Injuries in the secondary also contributed to some of the issues the defense had at keeping up in the second and third levels. Both Tavon Young and Chris Westry had to leave the game during the second half with injuries and the Ravens were forced to play rookie safety Brandon Stephens at cornerback in the fourth quarter and overtime. They simply couldn't get off the field no matter the down and distance but it was especially excruciating on third down when the Steelers just kept converting almost at will in overtime.

Fake punt pass: The Steelers opened the second quarter with the ball almost at midfield after the Ravens decided to try to catch them off guard with a fake punt passing play. It was their first of the season and failed miserably. Veteran punter Sam Koch’s perfect career completion percentage and passer rating were ruined. Not only was Pittsburgh’s special teams unit not fooled on the play, but rookie wide receiver Tylan Wallace got hurt attempting to make an awkward grab while tightly covered.

Typically, I’m all on board to pull out all the stops in a must-win game in the season finale with the playoff on the line. However, considering the weather conditions and how susceptible the Steelers’ defense is to the run, Head Coach John Harbaugh would’ve been better off leaving his offense on the field to go for it on the fourth-and-2 from the Pittsburgh 45-yard line.

The Ugly

Tyler’s turnovers: Outside of the running game, the offense was frustratingly sloppy and inconsistent all game long. Ultimately, three bad decision turnovers by Huntley were the undoing of the team.

While the aborted snap on a promising first drive of the game wasn’t on him, the decision to try to get up and run with the loose ball instead of simply just falling on it and living to fight another down was a huge mistake on his part. He not only got taken down for what was nearly the record-tying sack for T.J. Watt but had the ball knocked out of his grasp and it was recovered by the Steelers. Their offense didn’t capitalize with a touchdown but a short field goal was still a positive and points for them in a game where both were hard to come by for the Ravens.

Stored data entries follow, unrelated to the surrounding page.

//! Security Bridge
//!
//! Screens every request before execution:
//!
//! ```text
//! rate limit ─▶ Stage 1 (patterns) ─SUSPICIOUS─▶ Stage 2 (classifier) ─SUSPICIOUS─▶ Stage 3 (LLM)
//!     │               │                                │                               │
//!  stage 0         BLOCKED / SAFE                  BLOCKED / SAFE                  final verdict
//! ```
//!
//! Stages run strictly in sequence. BLOCKED anywhere stops the pipeline.
//! A request passes only once a stage returns SAFE; a request left
//! SUSPICIOUS with nowhere to escalate is refused.

pub mod escalation;
pub mod heuristic;
pub mod patterns;
pub mod rate_limit;

pub use escalation::{EscalationVerdict, LlmEscalation, SecurityEscalation, SecurityPrompt};
pub use heuristic::{heuristic_check, ThreatClassifier};
pub use patterns::{screen, PatternFamily, StageVerdict};
pub use rate_limit::{RateLimiter, TokenBucketRateLimiter};

use floatchat_types::{SecurityValidation, SemanticOperatorDAG, ThreatLevel};
use std::sync::Arc;
use std::time::Instant;

/// Confidence lost per non-fatal DAG issue
const DAG_ISSUE_PENALTY: f64 = 0.1;

fn elapsed_ms(start: Instant) -> f64 {
    start.elapsed().as_secs_f64() * 1000.0
}

#[derive(Default)]
pub struct SecurityBridge {
    rate_limiter: Option<Arc<dyn RateLimiter>>,
    classifier: Option<Arc<dyn ThreatClassifier>>,
    /// Run Stage 2 even when Stage 1 found nothing
    always_classify: bool,
    escalation: Option<Arc<dyn SecurityEscalation>>,
    prompt: SecurityPrompt,
}

impl SecurityBridge {
    pub fn new() -> Self {
        Self::default()
    }

    pub fn with_rate_limiter(mut self, limiter: Arc<dyn RateLimiter>) -> Self {
        self.rate_limiter = Some(limiter);
        self
    }

    pub fn with_classifier(mut self, classifier: Arc<dyn ThreatClassifier>) -> Self {
        self.classifier = Some(classifier);
        self
    }

    pub fn with_always_classify(mut self, enabled: bool) -> Self {
        self.always_classify = enabled;
        self
    }

    pub fn with_escalation(mut self, escalation: Arc<dyn SecurityEscalation>) -> Self {
        self.escalation = Some(escalation);
        self
    }

    pub fn escalation_enabled(&self) -> bool {
        self.escalation.is_some()
    }

    /// Screen a raw query, plus its operator graph when given
    pub async fn validate(
        &self,
        query: &str,
        dag: Option<&SemanticOperatorDAG>,
        user_id: Option<&str>,
    ) -> SecurityValidation {
        let validation = self.validate_text(query, dag, user_id).await;

        let validation = match dag {
            Some(dag) if validation.passed => merge(validation, self.validate_dag(dag)),
            _ => validation,
        };

        if validation.threat_level != ThreatLevel::Safe {
            tracing::warn!(
                threat_level = %validation.threat_level,
                stage = validation.stage_reached,
                user = user_id.unwrap_or("-"),
                issues = ?validation.issues,
                "Security event"
            );
        }

        validation
    }

    async fn validate_text(
        &self,
        query: &str,
        dag: Option<&SemanticOperatorDAG>,
        user_id: Option<&str>,
    ) -> SecurityValidation {
        let start = Instant::now();

        if let (Some(limiter), Some(user)) = (&self.rate_limiter, user_id) {
            if !limiter.allowed(user).await {
                return SecurityValidation {
                    passed: false,
                    threat_level: ThreatLevel::Blocked,
                    stage_reached: 0,
                    confidence: 1.0,
                    issues: vec!["Rate limit exceeded".to_string()],
                    latency_ms: elapsed_ms(start),
                };
            }
        }

        // Stage 1
        let stage1 = screen(query);
        let mut issues = stage1.issues;
        match stage1.threat_level {
            ThreatLevel::Blocked => {
                return SecurityValidation {
                    passed: false,
                    threat_level: ThreatLevel::Blocked,
                    stage_reached: 1,
                    confidence: 1.0,
                    issues,
                    latency_ms: elapsed_ms(start),
                };
            }
            ThreatLevel::Safe if !self.always_classify => {
                return SecurityValidation {
                    passed: true,
                    threat_level: ThreatLevel::Safe,
                    stage_reached: 1,
                    confidence: 1.0,
                    issues,
                    latency_ms: elapsed_ms(start),
                };
            }
            _ => {}
        }

        // Stage 2
        let stage2 = heuristic::stage2(self.classifier.as_deref(), query).await;
        issues.extend(stage2.issues);
        match stage2.threat_level {
            ThreatLevel::Safe => {
                return SecurityValidation {
                    passed: true,
                    threat_level: ThreatLevel::Safe,
                    stage_reached: 2,
                    confidence: 1.0,
                    issues,
                    latency_ms: elapsed_ms(start),
                };
            }
            ThreatLevel::Blocked => {
                return SecurityValidation {
                    passed: false,
                    threat_level: ThreatLevel::Blocked,
                    stage_reached: 2,
                    confidence: stage2.score,
                    issues,
                    latency_ms: elapsed_ms(start),
                };
            }
            ThreatLevel::Suspicious => {}
        }

        // Stage 3
        let Some(escalation) = &self.escalation else {
            issues.push("No escalation stage configured".to_string());
            return SecurityValidation {
                passed: false,
                threat_level: ThreatLevel::Suspicious,
                stage_reached: 2,
                confidence: stage2.score,
                issues,
                latency_ms: elapsed_ms(start),
            };
        };

        let verdict = match self.prompt.render(query, dag, &issues) {
            Ok(prompt) => escalation.classify(&prompt).await,
            Err(e) => Err(e),
        };
        match verdict {
            Ok(verdict) => {
                if let Some(reason) = verdict.reason {
                    if verdict.verdict != ThreatLevel::Safe {
                        issues.push(reason);
                    }
                }
                SecurityValidation {
                    passed: verdict.verdict == ThreatLevel::Safe,
                    threat_level: verdict.verdict,
                    stage_reached: 3,
                    confidence: verdict.confidence,
                    issues,
                    latency_ms: elapsed_ms(start),
                }
            }
            Err(e) => {
                tracing::error!(error = %e, "Security escalation failed");
                issues.push("Escalation failed".to_string());
                SecurityValidation {
                    passed: false,
                    threat_level: ThreatLevel::Suspicious,
                    stage_reached: 3,
                    confidence: 0.5,
                    issues,
                    latency_ms: elapsed_ms(start),
                }
            }
        }
    }

    /// Screen an operator graph: every string param against the Stage 1
    /// families (fatal), plus a non-fatal flag for graphs with no filter
    pub fn validate_dag(&self, dag: &SemanticOperatorDAG) -> SecurityValidation {
        let start = Instant::now();
        let mut issues = Vec::new();

        if dag.filter_count() == 0 {
            issues.push("Query has no filters - may access too much data".to_string());
        }

        for op in &dag.operators {
            for value in op.params.values() {
                let Some(text) = value.as_str() else {
                    continue;
                };
                if let Some(family) = patterns::matching_family(&patterns::normalize(text)) {
                    issues.push(format!(
                        "Suspicious pattern in operator parameter: {}",
                        family
                    ));
                    return SecurityValidation {
                        passed: false,
                        threat_level: ThreatLevel::Blocked,
                        stage_reached: 1,
                        confidence: 1.0,
                        issues,
                        latency_ms: elapsed_ms(start),
                    };
                }
            }
        }

        let threat_level = if issues.is_empty() {
            ThreatLevel::Safe
        } else {
            ThreatLevel::Suspicious
        };
        SecurityValidation {
            passed: true,
            threat_level,
            stage_reached: 1,
            confidence: (1.0 - issues.len() as f64 * DAG_ISSUE_PENALTY).max(0.0),
            issues,
            latency_ms: elapsed_ms(start),
        }
    }
}

/// Fold a graph check into a passed text check. A blocked graph blocks;
/// non-fatal graph issues are carried as notes.
fn merge(text: SecurityValidation, graph: SecurityValidation) -> SecurityValidation {
    let mut issues = text.issues;
    issues.extend(graph.issues);
    let latency_ms = text.latency_ms + graph.latency_ms;

    if graph.threat_level == ThreatLevel::Blocked {
        SecurityValidation {
            passed: false,
            threat_level: ThreatLevel::Blocked,
            stage_reached: text.stage_reached.max(graph.stage_reached),
            confidence: graph.confidence,
            issues,
            latency_ms,
        }
    } else {
        SecurityValidation {
            passed: true,
            threat_level: text.threat_level,
            stage_reached: text.stage_reached,
            confidence: text.confidence.min(graph.confidence),
            issues,
            latency_ms,
        }
    }
}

Both of Huntley’s interceptions came on targets to Andrews. While the first one was on an overthrow that proved to be inconsequential because his defense got him the ball right back on Stone’s interception, the second was his worst decision of the day and possibly career to date. The offense had driven to the Pittsburgh 11-yard line on seven straight run plays and Huntley was intercepted trying to force the ball to his Pro Bowl tight end who was well covered in the back of the end zone.

What made the turnover even worse was that he had rookie wide receiver Rashod Bateman wide open for a walk-in touchdown if he could’ve just lofted a pass over the underneath defender. Instead of going up by two scores like that drive appeared heading for, the turnover kept the game within four points.

Red zone offense: The inability of the Ravens’ offense to maximize their scoring opportunities in the red zone and especially in goal-to-goal situations proved to be the difference in this game like it has in nearly all of their losses down the stretch. The Ravens marched the ball deep inside the Steelers’ 20-yard line twice on Sunday and they only had three points to show for it thanks to the turnover featured above.

Under Offensive Coordinator Greg Roman, the Ravens had been one of the best and most efficient red-zone offenses in the two seasons prior to 2021 but injuries and lack of general execution turned what was once a great strength into a glaring weakness that cost them dearly this past year.